-- Opening Marker --

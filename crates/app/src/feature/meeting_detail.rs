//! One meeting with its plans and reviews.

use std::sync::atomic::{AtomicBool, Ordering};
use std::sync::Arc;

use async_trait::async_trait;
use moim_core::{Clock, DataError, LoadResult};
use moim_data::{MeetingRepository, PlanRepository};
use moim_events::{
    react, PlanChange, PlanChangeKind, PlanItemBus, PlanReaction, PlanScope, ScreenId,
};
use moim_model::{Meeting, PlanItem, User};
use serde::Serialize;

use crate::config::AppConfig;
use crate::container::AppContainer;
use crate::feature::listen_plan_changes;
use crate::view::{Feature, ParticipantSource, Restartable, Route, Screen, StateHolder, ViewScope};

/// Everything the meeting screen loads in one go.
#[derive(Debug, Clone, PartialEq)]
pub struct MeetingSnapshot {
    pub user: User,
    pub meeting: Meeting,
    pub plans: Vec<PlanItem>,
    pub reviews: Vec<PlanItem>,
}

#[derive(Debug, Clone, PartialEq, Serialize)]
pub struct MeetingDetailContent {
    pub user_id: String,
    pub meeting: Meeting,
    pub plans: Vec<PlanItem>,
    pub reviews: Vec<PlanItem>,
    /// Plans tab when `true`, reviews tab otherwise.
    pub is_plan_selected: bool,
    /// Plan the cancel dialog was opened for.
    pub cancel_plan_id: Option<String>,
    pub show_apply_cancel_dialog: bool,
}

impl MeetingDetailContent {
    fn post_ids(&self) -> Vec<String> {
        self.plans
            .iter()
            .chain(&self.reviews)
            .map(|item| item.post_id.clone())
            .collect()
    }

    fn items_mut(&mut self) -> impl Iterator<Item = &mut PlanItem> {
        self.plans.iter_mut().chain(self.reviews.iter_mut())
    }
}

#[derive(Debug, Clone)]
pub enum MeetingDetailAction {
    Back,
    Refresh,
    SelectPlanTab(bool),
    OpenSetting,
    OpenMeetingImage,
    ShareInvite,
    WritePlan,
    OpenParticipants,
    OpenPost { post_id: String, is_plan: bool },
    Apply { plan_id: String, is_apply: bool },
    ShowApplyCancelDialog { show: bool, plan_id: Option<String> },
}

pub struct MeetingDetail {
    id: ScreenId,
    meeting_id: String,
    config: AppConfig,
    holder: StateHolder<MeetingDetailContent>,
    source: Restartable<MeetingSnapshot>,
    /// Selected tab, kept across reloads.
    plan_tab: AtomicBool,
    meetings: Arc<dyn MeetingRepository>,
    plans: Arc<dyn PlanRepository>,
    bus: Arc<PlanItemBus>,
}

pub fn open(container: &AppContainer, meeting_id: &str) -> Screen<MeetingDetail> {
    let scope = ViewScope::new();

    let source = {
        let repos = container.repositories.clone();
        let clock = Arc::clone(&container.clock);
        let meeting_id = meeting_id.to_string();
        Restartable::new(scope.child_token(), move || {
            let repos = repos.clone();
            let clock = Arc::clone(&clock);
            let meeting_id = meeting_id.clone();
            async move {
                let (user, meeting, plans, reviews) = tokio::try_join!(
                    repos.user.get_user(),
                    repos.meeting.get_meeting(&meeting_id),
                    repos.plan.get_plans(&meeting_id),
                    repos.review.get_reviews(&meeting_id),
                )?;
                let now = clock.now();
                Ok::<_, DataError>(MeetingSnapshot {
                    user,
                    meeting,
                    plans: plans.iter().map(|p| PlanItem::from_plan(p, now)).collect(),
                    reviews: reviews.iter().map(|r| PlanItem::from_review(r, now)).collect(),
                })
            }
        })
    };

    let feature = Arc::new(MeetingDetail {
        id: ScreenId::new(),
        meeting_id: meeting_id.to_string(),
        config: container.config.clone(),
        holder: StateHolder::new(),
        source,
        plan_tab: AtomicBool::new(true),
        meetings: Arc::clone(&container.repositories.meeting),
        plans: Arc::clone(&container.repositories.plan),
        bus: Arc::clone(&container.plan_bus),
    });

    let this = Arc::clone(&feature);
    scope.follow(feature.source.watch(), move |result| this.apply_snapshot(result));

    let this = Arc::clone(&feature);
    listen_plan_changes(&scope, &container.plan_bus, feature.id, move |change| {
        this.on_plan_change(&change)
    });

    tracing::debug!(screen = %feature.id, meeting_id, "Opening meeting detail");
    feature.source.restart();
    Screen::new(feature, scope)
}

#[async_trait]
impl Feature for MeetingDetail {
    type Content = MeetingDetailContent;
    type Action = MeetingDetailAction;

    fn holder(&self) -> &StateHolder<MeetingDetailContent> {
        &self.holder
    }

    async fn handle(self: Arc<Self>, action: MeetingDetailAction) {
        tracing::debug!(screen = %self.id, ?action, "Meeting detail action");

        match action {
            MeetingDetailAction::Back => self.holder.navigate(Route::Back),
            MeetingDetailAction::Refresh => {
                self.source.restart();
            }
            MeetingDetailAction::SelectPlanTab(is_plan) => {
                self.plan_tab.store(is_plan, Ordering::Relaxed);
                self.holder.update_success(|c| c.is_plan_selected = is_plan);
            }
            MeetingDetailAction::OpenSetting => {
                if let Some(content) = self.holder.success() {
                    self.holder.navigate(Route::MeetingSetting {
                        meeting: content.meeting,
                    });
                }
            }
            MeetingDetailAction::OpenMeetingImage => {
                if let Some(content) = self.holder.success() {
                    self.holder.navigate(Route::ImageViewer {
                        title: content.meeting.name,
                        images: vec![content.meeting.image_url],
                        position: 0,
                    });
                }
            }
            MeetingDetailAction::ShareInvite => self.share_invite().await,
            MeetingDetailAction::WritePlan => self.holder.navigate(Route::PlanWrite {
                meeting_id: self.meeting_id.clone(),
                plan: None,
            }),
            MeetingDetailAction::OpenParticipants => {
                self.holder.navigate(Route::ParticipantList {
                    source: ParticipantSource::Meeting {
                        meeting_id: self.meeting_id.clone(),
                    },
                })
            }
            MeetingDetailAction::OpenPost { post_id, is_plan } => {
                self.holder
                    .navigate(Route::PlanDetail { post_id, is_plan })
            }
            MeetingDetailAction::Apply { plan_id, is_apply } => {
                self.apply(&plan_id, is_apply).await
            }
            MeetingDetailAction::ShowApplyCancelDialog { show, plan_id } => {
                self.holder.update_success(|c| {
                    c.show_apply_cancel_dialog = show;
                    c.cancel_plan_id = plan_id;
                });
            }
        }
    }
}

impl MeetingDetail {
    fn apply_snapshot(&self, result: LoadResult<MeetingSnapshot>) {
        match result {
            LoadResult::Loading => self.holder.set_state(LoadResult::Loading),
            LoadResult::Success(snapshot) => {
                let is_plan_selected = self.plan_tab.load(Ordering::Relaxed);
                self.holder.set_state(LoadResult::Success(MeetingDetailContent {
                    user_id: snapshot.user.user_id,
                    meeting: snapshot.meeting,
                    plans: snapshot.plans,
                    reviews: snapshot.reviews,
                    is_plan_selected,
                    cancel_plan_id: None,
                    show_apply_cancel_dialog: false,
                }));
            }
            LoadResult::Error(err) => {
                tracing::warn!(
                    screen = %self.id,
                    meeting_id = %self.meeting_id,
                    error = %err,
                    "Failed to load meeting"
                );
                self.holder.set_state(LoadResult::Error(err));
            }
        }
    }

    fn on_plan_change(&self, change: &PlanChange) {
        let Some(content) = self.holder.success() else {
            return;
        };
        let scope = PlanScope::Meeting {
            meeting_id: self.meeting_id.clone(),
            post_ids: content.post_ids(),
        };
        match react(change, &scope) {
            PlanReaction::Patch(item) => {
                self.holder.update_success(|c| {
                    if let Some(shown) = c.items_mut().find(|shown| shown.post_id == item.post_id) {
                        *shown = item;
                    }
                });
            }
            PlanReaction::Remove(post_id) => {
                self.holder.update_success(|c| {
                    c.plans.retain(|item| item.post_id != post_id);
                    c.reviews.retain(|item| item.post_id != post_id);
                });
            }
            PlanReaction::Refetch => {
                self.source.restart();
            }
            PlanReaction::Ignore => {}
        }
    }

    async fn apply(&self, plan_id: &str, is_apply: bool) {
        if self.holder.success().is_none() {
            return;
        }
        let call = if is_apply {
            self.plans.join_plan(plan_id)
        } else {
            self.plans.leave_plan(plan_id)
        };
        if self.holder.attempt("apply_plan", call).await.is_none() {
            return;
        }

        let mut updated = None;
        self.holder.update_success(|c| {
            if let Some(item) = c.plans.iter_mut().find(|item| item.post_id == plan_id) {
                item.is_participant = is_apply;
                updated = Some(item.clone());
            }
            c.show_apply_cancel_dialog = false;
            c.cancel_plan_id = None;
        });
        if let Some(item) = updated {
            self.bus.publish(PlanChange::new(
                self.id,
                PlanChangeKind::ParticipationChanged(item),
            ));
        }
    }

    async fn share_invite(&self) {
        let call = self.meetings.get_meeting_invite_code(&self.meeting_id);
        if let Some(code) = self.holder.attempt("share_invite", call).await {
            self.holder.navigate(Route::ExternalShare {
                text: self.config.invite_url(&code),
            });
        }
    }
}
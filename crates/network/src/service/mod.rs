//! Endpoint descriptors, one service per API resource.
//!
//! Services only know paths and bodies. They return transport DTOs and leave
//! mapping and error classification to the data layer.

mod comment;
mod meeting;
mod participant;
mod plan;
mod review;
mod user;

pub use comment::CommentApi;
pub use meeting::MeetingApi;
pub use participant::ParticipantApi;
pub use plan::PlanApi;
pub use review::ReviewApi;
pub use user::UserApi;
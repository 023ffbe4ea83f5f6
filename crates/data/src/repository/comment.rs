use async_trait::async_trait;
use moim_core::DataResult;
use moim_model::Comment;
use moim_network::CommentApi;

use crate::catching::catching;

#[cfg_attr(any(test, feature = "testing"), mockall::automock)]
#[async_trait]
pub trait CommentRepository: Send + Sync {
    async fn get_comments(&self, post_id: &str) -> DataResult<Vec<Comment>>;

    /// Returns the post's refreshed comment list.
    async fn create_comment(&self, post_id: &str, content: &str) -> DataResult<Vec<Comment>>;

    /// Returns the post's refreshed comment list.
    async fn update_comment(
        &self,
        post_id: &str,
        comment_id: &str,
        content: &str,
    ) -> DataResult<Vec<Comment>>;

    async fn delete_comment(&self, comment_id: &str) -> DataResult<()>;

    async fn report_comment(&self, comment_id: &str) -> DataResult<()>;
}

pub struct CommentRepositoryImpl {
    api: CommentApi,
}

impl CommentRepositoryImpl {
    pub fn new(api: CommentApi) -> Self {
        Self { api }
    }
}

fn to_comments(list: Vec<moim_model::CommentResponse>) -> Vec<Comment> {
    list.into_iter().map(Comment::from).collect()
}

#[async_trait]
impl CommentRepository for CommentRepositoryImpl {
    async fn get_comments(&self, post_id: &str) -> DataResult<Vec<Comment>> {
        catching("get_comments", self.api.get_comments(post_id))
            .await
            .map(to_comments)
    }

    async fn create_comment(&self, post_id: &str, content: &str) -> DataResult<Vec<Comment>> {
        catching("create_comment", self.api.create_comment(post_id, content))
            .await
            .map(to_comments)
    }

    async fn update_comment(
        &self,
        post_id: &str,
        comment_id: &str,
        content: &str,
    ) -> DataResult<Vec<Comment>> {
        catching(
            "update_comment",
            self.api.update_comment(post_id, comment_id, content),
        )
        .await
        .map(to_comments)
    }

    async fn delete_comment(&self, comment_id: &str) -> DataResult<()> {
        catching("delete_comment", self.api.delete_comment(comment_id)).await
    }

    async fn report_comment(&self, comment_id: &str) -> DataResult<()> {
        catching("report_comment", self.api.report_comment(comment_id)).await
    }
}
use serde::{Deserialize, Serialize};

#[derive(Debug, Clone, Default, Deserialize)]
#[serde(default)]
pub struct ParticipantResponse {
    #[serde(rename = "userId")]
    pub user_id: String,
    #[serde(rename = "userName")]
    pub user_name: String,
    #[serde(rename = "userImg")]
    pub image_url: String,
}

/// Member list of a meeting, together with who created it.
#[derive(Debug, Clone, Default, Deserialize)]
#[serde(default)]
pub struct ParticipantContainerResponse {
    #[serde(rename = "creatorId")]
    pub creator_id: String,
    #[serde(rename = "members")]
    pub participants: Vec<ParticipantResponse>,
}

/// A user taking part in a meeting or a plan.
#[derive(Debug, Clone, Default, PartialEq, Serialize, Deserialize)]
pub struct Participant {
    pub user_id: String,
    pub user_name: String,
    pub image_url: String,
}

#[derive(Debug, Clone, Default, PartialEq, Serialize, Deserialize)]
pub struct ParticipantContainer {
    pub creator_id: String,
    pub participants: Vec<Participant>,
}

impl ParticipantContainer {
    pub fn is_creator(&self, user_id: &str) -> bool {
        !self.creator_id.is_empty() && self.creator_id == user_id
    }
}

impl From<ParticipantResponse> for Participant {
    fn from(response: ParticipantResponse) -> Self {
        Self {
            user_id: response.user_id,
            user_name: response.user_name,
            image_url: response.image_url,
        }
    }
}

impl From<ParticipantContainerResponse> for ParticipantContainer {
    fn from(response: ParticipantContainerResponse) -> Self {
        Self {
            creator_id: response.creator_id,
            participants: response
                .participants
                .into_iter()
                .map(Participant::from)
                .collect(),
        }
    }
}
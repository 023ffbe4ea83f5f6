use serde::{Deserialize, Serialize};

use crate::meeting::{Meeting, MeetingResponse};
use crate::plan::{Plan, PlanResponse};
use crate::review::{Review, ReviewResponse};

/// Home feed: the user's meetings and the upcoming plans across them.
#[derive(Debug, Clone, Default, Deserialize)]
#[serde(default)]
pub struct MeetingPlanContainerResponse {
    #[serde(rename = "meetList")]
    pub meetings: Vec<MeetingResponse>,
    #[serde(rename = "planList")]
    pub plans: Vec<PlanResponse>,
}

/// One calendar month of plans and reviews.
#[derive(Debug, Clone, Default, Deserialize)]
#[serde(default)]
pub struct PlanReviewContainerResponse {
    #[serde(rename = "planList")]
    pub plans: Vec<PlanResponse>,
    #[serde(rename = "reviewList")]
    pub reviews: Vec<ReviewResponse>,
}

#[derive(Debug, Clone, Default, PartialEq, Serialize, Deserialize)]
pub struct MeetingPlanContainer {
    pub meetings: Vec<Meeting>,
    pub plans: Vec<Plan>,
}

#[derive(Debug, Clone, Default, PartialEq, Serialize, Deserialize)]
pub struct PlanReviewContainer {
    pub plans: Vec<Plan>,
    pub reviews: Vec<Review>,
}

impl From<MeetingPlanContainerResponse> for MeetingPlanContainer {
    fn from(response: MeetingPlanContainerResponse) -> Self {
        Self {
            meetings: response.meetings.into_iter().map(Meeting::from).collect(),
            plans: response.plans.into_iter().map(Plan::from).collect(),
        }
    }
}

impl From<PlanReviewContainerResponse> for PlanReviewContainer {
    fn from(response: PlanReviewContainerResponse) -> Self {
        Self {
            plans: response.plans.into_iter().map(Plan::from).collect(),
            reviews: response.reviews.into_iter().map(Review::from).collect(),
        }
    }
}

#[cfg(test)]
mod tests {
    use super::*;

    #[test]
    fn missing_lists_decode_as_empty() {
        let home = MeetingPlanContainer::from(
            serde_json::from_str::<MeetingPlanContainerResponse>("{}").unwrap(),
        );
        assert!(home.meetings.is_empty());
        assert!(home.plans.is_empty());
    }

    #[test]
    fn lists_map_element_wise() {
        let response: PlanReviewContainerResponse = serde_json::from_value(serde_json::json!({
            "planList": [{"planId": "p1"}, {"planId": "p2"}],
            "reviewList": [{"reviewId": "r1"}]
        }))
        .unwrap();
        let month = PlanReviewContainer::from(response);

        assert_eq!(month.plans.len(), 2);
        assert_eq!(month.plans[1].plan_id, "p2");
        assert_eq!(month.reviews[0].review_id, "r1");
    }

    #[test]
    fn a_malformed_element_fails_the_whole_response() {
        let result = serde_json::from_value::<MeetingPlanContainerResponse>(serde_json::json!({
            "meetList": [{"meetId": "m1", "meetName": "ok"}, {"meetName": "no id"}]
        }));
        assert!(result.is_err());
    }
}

-- Closing Marker --

*REQUIRED ACTION*
Reply with a number alone, the number of lines of the records that hold the word "PlanItemBus".

*SOLUTION BELOW*
2